***** RECORDS SUPPLIED
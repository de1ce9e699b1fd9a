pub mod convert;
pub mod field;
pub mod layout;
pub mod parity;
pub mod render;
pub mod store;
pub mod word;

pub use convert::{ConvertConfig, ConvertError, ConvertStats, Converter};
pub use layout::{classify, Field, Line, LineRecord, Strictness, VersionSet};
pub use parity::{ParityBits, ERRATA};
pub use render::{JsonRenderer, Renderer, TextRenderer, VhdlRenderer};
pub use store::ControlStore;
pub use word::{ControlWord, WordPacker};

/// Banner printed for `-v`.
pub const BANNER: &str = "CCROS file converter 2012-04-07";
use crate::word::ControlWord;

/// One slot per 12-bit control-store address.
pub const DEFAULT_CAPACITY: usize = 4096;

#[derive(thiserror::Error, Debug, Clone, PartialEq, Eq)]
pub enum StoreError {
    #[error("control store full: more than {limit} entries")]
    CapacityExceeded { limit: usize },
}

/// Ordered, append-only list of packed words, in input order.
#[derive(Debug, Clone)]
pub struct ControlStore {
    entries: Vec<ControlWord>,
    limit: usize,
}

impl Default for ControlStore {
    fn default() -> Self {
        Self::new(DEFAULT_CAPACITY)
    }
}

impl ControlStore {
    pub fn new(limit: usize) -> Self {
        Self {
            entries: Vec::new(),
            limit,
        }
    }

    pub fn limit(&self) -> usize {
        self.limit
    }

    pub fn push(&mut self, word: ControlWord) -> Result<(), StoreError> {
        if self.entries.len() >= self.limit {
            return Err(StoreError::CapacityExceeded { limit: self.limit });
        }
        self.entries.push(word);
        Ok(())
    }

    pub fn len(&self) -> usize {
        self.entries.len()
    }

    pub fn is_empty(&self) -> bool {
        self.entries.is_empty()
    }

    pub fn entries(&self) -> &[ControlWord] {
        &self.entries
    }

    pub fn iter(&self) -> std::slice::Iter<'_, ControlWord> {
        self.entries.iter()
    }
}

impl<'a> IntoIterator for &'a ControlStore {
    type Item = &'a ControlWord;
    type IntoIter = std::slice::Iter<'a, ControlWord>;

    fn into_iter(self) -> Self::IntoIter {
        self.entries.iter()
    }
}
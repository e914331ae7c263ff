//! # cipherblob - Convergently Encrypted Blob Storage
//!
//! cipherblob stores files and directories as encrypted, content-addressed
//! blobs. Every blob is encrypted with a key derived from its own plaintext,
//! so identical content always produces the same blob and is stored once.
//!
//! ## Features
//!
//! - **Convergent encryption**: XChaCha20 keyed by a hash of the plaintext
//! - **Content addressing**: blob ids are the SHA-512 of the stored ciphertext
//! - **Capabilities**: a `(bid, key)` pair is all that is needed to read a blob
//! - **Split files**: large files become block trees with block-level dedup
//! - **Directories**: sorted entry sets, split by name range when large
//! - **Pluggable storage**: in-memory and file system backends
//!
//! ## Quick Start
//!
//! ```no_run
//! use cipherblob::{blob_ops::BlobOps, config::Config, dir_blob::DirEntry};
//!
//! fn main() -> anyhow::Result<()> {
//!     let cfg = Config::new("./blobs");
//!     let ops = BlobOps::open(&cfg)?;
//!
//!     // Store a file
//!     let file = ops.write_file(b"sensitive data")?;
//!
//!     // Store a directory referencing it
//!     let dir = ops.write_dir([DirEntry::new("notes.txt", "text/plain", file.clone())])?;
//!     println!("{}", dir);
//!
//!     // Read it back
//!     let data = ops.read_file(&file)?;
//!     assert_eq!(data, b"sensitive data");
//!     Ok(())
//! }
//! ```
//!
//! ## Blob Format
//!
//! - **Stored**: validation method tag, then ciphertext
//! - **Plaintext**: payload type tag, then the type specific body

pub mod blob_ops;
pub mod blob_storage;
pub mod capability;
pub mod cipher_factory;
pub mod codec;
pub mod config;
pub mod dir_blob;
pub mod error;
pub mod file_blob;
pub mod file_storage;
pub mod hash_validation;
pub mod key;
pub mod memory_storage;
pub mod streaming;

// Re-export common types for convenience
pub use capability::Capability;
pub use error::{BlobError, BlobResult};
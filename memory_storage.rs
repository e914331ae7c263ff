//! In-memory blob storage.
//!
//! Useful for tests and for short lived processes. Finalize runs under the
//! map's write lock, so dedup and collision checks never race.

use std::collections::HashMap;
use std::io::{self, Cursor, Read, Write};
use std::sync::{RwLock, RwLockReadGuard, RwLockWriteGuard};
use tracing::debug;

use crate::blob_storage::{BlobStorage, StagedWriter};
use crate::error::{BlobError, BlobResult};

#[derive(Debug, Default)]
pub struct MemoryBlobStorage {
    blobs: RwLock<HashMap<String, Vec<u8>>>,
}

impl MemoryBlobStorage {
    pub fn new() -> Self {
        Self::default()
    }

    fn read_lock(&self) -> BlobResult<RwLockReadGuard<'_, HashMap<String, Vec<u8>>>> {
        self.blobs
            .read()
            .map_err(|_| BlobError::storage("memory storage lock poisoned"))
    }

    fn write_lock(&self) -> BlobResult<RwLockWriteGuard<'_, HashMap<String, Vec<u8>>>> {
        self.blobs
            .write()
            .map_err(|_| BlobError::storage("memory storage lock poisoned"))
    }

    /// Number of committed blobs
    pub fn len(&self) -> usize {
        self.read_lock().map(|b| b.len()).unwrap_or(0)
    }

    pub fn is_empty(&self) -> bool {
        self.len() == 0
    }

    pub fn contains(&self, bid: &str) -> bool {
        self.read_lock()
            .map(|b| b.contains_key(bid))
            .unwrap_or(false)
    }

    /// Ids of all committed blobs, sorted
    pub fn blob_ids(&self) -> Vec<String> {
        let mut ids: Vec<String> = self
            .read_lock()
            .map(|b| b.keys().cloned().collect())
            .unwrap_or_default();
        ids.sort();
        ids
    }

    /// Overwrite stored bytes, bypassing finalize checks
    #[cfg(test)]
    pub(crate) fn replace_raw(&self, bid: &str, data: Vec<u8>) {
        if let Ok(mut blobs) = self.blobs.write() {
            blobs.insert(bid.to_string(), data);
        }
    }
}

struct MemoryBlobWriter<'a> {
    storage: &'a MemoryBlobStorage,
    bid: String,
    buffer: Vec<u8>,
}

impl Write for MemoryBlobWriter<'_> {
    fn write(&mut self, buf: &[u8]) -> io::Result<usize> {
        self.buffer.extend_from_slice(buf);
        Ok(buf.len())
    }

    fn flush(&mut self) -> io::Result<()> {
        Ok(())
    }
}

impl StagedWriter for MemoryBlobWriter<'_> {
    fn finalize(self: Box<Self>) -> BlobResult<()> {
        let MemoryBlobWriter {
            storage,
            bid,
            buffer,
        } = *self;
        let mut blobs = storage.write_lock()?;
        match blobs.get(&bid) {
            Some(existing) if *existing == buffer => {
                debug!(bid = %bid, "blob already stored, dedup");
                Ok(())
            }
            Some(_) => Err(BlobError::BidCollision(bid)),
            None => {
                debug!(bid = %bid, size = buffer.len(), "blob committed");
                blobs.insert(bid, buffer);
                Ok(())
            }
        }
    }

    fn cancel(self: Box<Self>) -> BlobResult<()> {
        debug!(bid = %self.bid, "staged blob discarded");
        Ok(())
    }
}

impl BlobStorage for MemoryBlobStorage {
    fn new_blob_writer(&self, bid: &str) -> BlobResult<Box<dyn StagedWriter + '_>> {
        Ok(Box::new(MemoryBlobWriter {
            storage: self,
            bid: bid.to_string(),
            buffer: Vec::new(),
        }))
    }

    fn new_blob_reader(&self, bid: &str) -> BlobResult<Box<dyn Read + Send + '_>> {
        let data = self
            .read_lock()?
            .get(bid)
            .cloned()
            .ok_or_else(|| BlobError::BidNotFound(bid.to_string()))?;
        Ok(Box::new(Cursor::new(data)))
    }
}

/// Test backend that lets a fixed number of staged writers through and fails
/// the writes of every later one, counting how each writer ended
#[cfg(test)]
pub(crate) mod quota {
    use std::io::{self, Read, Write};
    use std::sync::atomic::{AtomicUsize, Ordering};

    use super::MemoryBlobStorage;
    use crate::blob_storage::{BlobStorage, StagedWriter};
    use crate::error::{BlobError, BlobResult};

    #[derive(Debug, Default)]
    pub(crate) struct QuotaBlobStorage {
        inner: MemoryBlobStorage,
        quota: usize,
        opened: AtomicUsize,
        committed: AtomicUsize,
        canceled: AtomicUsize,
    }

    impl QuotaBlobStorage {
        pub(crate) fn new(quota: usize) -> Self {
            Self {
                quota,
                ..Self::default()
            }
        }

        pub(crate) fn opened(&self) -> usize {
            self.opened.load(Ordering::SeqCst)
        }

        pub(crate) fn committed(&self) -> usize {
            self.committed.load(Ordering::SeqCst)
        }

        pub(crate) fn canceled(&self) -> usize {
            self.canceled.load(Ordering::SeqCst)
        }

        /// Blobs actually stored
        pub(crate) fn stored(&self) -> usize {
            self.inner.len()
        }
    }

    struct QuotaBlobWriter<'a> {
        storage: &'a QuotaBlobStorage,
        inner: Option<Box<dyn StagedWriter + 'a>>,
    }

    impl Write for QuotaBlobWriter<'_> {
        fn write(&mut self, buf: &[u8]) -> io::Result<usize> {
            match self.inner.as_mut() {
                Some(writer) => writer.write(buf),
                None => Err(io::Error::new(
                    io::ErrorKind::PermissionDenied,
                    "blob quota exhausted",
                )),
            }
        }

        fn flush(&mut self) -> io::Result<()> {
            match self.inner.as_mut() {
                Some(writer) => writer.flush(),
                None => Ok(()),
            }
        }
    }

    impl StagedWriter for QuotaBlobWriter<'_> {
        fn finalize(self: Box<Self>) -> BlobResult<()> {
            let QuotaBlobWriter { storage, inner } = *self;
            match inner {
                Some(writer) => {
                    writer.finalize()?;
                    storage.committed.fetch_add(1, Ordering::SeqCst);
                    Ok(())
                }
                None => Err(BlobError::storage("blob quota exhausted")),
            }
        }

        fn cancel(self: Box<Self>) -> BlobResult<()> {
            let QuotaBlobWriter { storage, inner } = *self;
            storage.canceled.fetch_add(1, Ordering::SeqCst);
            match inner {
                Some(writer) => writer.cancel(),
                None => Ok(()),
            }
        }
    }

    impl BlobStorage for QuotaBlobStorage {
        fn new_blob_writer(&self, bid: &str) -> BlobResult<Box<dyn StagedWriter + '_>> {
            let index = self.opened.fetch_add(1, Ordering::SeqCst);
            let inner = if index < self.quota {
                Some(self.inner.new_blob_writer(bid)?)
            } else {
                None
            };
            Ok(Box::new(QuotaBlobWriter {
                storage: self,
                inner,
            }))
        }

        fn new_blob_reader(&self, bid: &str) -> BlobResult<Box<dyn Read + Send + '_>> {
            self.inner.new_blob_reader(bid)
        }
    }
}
**********
THE PROBLEM: Show the lines above with "Some".

SOLUTION TO THIS EXERCISE:
            Some(existing) if *existing == buffer => {
            Some(_) => Err(BlobError::BidCollision(bid)),
                Some(writer) => writer.write(buf),
                Some(writer) => writer.flush(),
                Some(writer) => {
                Some(writer) => writer.cancel(),
                Some(self.inner.new_blob_writer(bid)?)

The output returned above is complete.